-------- DATA EXTRACTS --------

//! Single-page PDF writer for label layouts.

use lopdf::content::{Content, Operation};
use lopdf::{dictionary, Document, Object, Stream};

use super::layout::{PageLayout, BARCODE_HEIGHT, BARCODE_WIDTH, PAGE_HEIGHT, PAGE_WIDTH};
use crate::barcode::BarcodeImage;
use crate::error::PdfError;

const FONT: &str = "F1";
const BARCODE: &str = "Im1";

/// Render `layout` as a standalone one-page PDF.
///
/// `barcode` is drawn only when the layout reserves a barcode rectangle.
pub(crate) fn render_page(
    layout: &PageLayout,
    barcode: Option<&BarcodeImage>,
) -> Result<Vec<u8>, PdfError> {
    let mut doc = Document::with_version("1.5");
    let pages_id = doc.new_object_id();

    let font_id = doc.add_object(dictionary! {
        "Type" => "Font",
        "Subtype" => "Type1",
        "BaseFont" => "Helvetica-Bold",
        "Encoding" => "WinAnsiEncoding",
    });

    let mut operations = Vec::new();
    for block in &layout.blocks {
        operations.extend([
            Operation::new("BT", vec![]),
            Operation::new("Tf", vec![FONT.into(), block.size.into()]),
            Operation::new("Td", vec![block.x().into(), (PAGE_HEIGHT - block.baseline).into()]),
            Operation::new("Tj", vec![Object::string_literal(block.text.as_str())]),
            Operation::new("ET", vec![]),
        ]);
    }

    let mut resources = dictionary! {
        "Font" => dictionary! { FONT => font_id },
    };

    if let (Some(top), Some(barcode)) = (layout.barcode_top, barcode) {
        let image_id = doc.add_object(image_stream(barcode)?);
        resources.set("XObject", dictionary! { BARCODE => image_id });

        let bottom = PAGE_HEIGHT - top - BARCODE_HEIGHT;
        operations.extend([
            Operation::new("q", vec![]),
            Operation::new(
                "cm",
                vec![
                    BARCODE_WIDTH.into(),
                    0.into(),
                    0.into(),
                    BARCODE_HEIGHT.into(),
                    PageLayout::barcode_x().into(),
                    bottom.into(),
                ],
            ),
            Operation::new("Do", vec![BARCODE.into()]),
            Operation::new("Q", vec![]),
        ]);
    }

    let content = Content { operations }
        .encode()
        .map_err(|e| PdfError::Write(e.to_string()))?;
    let mut content = Stream::new(dictionary! {}, content);
    content
        .compress()
        .map_err(|e| PdfError::Write(e.to_string()))?;
    let content_id = doc.add_object(content);

    let page_id = doc.add_object(dictionary! {
        "Type" => "Page",
        "Parent" => pages_id,
        "Contents" => content_id,
        "Resources" => resources,
    });

    doc.objects.insert(
        pages_id,
        Object::Dictionary(dictionary! {
            "Type" => "Pages",
            "Kids" => vec![page_id.into()],
            "Count" => 1,
            "MediaBox" => vec![0.into(), 0.into(), PAGE_WIDTH.into(), PAGE_HEIGHT.into()],
        }),
    );

    let catalog_id = doc.add_object(dictionary! {
        "Type" => "Catalog",
        "Pages" => pages_id,
    });
    doc.trailer.set("Root", catalog_id);

    let mut out = Vec::new();
    doc.save_to(&mut out)
        .map_err(|e| PdfError::Write(e.to_string()))?;
    Ok(out)
}

/// 8-bit DeviceGray image XObject, Flate-compressed.
fn image_stream(barcode: &BarcodeImage) -> Result<Stream, PdfError> {
    let dict = dictionary! {
        "Type" => "XObject",
        "Subtype" => "Image",
        "Width" => barcode.width() as i64,
        "Height" => barcode.height() as i64,
        "ColorSpace" => "DeviceGray",
        "BitsPerComponent" => 8,
    };

    let mut stream = Stream::new(dict, barcode.pixels().to_vec());
    stream
        .compress()
        .map_err(|e| PdfError::Write(e.to_string()))?;
    Ok(stream)
}

#[cfg(test)]
mod tests {
    use super::*;
    use crate::barcode;
    use crate::models::config::BarcodeConfig;
    use crate::models::shipment::ShipmentFields;
    use crate::synth::layout::single_page;

    fn fields(tracking: &str) -> ShipmentFields {
        ShipmentFields {
            identifier: "PLS12345".to_string(),
            order_number: "SO-9988-1".to_string(),
            carrier_code: "ABCD".to_string(),
            tracking_number: tracking.to_string(),
            piece_count: 2,
        }
    }

    fn page_xobjects(data: &[u8]) -> usize {
        let doc = Document::load_mem(data).unwrap();
        let pages = doc.get_pages();
        assert_eq!(pages.len(), 1);

        let page = doc.get_dictionary(pages[&1]).unwrap();
        let media_box = doc.get_dictionary(page.get(b"Parent").unwrap().as_reference().unwrap())
            .unwrap()
            .get(b"MediaBox")
            .unwrap()
            .as_array()
            .unwrap()
            .clone();
        assert_eq!(media_box[2].as_float().unwrap(), 792.0);
        assert_eq!(media_box[3].as_float().unwrap(), 612.0);

        page.get(b"Resources")
            .and_then(Object::as_dict)
            .ok()
            .and_then(|res| res.get(b"XObject").and_then(Object::as_dict).ok())
            .map(|xobjects| xobjects.len())
            .unwrap_or(0)
    }

    #[test]
    fn test_render_text_page() {
        let layout = single_page(&fields(""), 1, 2, false);
        let data = render_page(&layout, None).unwrap();

        assert!(data.starts_with(b"%PDF-1.5"));
        assert_eq!(page_xobjects(&data), 0);

        let text = pdf_extract::extract_text_from_mem(&data).unwrap();
        assert!(text.contains("SALES ORDER: SO-9988-1"));
        assert!(text.contains("SCAC: ABCD"));
        assert!(text.contains("PIECE 1 of 2"));
    }

    #[test]
    fn test_render_with_barcode() {
        let fields = fields("555666");
        let barcode = barcode::generate(&fields.tracking_number, &BarcodeConfig::default()).unwrap();
        let layout = single_page(&fields, 2, 2, true);
        let data = render_page(&layout, Some(&barcode)).unwrap();

        assert_eq!(page_xobjects(&data), 1);
        let text = pdf_extract::extract_text_from_mem(&data).unwrap();
        assert!(text.contains("PRO: 555666"));
    }

    #[test]
    fn test_render_is_deterministic() {
        let layout = single_page(&fields("1"), 1, 1, false);
        assert_eq!(render_page(&layout, None).unwrap(), render_page(&layout, None).unwrap());
    }
}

--------

* **TASK TO COMPLETE**:
For each line in the entries that contains the string "models", make a copy.

* **EXERCISE ANSWER**:
    use crate::models::config::BarcodeConfig;
    use crate::models::shipment::ShipmentFields;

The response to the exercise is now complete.